══ DATA SUPPLIED

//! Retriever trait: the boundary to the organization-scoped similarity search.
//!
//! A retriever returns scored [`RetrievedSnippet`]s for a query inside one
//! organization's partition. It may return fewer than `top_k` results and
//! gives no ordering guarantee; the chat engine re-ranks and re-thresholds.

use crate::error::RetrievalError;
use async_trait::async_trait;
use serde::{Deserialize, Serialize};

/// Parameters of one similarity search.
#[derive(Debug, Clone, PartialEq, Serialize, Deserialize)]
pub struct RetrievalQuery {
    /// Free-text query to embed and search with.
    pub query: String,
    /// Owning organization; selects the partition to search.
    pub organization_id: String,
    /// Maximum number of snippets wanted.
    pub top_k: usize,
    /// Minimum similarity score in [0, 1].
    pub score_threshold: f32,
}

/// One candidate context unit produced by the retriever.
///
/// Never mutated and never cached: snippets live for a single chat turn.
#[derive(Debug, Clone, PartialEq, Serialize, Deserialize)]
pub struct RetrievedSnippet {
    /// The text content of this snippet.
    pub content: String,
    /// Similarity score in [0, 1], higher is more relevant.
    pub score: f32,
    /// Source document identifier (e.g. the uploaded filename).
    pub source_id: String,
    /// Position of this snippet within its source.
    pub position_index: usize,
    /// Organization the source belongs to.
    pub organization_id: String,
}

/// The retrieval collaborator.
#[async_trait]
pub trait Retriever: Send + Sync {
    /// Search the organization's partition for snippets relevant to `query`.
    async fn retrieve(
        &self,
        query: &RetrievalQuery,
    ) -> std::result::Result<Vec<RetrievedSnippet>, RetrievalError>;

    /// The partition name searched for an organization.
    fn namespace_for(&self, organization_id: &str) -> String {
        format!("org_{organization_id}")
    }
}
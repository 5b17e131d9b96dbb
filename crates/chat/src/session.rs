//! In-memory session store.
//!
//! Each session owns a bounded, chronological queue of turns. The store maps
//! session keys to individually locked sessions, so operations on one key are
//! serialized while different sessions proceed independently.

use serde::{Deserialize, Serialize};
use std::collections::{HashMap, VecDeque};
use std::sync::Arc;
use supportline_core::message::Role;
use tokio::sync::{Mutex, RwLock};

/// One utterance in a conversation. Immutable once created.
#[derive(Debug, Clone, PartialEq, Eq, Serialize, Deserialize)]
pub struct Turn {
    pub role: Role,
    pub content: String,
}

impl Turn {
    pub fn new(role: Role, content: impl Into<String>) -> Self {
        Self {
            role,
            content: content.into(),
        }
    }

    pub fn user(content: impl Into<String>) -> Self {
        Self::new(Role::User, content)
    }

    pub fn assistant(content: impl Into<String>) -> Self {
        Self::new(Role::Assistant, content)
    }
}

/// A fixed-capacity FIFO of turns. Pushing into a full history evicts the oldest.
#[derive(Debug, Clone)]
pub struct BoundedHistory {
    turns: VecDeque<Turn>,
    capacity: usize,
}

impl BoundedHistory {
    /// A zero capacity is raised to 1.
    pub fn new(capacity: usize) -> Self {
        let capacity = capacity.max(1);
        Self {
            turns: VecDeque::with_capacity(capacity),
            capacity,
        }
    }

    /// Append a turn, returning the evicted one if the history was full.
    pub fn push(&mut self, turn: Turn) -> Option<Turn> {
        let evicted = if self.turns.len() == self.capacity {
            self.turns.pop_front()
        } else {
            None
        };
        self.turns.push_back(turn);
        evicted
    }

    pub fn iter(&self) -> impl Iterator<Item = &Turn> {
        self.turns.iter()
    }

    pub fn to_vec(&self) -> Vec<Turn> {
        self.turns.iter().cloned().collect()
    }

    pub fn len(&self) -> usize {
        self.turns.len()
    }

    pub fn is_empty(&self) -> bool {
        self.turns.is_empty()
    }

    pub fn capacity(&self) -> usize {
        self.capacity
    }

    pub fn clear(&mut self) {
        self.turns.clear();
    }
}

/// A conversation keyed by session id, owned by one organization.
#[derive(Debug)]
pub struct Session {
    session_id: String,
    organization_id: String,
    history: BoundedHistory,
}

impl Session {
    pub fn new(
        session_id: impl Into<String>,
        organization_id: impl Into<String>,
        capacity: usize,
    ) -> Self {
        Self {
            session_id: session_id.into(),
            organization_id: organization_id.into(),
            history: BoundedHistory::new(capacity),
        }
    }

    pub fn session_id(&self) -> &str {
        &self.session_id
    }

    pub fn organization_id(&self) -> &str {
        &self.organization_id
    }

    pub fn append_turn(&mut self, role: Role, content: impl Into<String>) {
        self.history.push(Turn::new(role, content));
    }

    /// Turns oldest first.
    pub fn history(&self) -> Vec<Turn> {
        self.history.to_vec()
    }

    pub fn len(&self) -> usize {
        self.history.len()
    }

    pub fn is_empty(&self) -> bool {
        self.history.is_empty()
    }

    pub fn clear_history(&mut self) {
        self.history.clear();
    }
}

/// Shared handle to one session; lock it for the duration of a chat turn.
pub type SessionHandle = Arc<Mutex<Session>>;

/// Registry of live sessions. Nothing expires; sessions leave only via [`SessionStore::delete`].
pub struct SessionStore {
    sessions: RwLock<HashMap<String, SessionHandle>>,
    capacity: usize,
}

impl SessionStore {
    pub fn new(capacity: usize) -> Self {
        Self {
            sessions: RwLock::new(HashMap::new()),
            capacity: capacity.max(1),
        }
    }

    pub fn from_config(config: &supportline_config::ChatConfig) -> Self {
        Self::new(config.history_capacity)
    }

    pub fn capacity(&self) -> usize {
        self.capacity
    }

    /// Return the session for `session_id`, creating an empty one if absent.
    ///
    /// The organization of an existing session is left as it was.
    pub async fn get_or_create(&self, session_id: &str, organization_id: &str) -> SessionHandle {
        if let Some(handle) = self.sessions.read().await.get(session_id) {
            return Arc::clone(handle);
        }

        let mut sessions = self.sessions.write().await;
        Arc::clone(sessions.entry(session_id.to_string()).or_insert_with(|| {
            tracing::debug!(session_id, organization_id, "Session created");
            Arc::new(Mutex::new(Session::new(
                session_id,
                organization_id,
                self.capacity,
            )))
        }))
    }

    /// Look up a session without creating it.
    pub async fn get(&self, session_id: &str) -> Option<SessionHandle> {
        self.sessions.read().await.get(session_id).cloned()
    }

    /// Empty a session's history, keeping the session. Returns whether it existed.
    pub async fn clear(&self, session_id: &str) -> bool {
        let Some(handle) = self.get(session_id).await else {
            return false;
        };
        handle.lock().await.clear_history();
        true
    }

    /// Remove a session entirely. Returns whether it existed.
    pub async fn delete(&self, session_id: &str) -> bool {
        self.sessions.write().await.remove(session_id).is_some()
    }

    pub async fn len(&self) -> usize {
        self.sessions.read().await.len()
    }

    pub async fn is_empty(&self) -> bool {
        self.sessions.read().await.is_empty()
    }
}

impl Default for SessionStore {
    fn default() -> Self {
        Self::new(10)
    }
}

════

Beginning with the first line above, could you copy every line exactly, up to and including the one with "use crate::error::RetrievalError;"?

//! Retriever trait: the boundary to the organization-scoped similarity search.
//!
//! A retriever returns scored [`RetrievedSnippet`]s for a query inside one
//! organization's partition. It may return fewer than `top_k` results and
//! gives no ordering guarantee; the chat engine re-ranks and re-thresholds.

use crate::error::RetrievalError;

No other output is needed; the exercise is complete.